[BRIEF] Search the material for the string "Some", then return every line where it is found.
------------------------------------------------
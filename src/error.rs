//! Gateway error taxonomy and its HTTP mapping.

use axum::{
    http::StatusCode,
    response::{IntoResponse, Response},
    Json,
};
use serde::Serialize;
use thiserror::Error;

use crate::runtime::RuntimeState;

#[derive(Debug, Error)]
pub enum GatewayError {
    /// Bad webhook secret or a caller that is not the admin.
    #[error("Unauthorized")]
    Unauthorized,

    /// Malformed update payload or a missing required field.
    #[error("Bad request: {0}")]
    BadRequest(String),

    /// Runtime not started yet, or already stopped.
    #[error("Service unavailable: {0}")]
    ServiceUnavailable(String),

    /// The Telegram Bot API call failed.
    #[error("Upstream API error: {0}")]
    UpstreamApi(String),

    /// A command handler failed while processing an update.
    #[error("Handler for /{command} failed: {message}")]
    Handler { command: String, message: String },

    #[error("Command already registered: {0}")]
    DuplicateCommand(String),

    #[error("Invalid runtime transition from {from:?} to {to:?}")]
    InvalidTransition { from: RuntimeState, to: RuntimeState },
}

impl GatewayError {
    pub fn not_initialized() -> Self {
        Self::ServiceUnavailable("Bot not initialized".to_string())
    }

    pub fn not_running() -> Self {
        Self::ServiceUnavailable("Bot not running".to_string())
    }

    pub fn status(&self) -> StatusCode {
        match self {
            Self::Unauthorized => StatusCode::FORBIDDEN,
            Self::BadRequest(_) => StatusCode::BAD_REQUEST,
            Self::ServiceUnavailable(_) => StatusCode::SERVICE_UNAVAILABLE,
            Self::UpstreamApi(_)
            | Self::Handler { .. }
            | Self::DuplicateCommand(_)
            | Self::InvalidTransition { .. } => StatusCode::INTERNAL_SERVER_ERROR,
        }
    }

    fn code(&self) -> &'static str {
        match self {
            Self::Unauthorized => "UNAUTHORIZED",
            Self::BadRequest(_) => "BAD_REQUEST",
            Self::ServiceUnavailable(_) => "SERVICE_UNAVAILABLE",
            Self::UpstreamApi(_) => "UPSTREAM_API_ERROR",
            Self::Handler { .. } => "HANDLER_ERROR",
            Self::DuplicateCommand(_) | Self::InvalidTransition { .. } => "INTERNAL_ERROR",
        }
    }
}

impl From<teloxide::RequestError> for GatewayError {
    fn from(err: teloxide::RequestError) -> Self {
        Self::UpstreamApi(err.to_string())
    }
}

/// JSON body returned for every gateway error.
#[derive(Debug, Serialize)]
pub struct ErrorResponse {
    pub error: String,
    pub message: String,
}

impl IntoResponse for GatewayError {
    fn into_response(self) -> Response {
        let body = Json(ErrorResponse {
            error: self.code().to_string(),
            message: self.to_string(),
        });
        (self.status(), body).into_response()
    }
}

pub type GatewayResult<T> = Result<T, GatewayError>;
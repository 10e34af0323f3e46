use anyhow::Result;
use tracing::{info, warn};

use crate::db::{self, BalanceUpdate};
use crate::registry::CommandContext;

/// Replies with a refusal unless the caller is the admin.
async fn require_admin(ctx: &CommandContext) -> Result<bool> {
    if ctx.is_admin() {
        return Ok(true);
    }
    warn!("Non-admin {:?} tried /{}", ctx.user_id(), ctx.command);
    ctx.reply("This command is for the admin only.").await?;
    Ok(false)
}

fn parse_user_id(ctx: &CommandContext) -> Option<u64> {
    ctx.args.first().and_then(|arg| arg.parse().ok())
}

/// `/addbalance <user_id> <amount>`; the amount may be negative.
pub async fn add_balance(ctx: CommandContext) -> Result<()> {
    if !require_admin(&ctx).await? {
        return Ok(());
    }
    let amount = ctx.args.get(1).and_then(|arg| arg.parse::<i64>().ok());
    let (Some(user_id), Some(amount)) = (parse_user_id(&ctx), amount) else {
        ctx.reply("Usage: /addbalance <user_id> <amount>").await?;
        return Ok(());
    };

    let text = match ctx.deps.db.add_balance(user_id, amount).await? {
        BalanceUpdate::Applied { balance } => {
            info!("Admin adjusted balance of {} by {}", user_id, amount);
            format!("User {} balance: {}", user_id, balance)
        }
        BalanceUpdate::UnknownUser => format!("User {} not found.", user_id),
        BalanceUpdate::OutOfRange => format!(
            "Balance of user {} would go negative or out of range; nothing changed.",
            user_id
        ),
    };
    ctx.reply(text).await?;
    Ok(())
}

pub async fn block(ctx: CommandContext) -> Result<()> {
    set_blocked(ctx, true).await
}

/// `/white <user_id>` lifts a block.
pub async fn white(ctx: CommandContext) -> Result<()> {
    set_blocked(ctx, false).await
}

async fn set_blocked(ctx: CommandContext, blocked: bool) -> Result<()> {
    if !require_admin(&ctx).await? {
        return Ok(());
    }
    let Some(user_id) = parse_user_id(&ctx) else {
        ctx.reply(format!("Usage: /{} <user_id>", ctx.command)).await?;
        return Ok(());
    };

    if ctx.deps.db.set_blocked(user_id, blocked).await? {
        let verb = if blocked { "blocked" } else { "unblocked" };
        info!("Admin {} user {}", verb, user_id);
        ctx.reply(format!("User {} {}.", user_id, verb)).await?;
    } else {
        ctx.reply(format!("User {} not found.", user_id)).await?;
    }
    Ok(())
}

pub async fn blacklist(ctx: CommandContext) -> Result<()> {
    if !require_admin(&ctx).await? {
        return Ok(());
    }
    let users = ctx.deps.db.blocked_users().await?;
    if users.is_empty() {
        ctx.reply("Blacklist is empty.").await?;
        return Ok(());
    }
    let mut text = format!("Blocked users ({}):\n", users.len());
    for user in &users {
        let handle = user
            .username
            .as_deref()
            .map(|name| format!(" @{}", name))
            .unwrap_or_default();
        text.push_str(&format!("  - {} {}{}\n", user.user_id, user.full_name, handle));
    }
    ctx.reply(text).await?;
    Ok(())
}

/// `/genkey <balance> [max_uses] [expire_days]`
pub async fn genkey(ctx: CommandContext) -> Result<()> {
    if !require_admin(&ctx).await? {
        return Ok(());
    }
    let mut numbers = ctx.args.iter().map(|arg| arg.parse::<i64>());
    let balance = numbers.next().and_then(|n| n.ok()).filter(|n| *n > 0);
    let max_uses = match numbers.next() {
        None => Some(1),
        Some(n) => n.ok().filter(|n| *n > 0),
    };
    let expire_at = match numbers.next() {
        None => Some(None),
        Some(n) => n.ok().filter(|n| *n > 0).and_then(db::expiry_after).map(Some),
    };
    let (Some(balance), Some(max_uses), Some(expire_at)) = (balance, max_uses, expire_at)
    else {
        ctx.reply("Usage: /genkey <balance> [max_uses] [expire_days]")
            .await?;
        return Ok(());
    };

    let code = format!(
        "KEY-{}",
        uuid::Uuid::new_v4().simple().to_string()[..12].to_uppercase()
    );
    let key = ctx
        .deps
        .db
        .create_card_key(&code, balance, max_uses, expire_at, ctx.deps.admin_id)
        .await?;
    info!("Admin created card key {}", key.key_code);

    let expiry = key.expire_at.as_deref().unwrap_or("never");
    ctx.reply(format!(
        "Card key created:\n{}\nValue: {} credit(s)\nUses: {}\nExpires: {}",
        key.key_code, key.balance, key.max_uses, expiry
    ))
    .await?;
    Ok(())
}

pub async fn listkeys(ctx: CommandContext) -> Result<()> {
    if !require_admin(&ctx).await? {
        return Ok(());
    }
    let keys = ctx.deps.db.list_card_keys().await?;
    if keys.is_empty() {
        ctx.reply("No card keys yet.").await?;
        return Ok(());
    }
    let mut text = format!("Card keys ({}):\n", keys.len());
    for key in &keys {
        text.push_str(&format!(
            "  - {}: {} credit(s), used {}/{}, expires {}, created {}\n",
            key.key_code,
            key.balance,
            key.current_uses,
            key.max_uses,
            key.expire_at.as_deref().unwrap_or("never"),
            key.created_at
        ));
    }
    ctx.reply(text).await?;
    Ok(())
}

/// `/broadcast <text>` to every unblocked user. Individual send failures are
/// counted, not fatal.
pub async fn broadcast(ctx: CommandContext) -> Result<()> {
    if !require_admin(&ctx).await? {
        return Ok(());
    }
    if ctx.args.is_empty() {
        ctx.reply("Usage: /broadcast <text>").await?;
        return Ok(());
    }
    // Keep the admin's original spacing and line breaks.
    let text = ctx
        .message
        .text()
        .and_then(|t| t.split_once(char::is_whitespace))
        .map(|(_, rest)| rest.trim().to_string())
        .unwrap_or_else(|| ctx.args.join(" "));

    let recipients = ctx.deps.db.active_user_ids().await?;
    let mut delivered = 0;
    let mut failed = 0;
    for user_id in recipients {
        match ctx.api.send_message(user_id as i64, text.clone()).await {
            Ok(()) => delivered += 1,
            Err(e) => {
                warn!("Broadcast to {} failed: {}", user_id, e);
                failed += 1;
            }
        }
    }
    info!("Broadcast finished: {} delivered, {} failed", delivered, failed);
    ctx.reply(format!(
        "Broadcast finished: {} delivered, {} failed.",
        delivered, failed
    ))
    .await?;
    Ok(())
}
------------------------------------------------
[ANSWER BOX]
    let (Some(user_id), Some(amount)) = (parse_user_id(&ctx), amount) else {
    let Some(user_id) = parse_user_id(&ctx) else {
        None => Some(1),
        Some(n) => n.ok().filter(|n| *n > 0),
        None => Some(None),
        Some(n) => n.ok().filter(|n| *n > 0).and_then(db::expiry_after).map(Some),
    let (Some(balance), Some(max_uses), Some(expire_at)) = (balance, max_uses, expire_at)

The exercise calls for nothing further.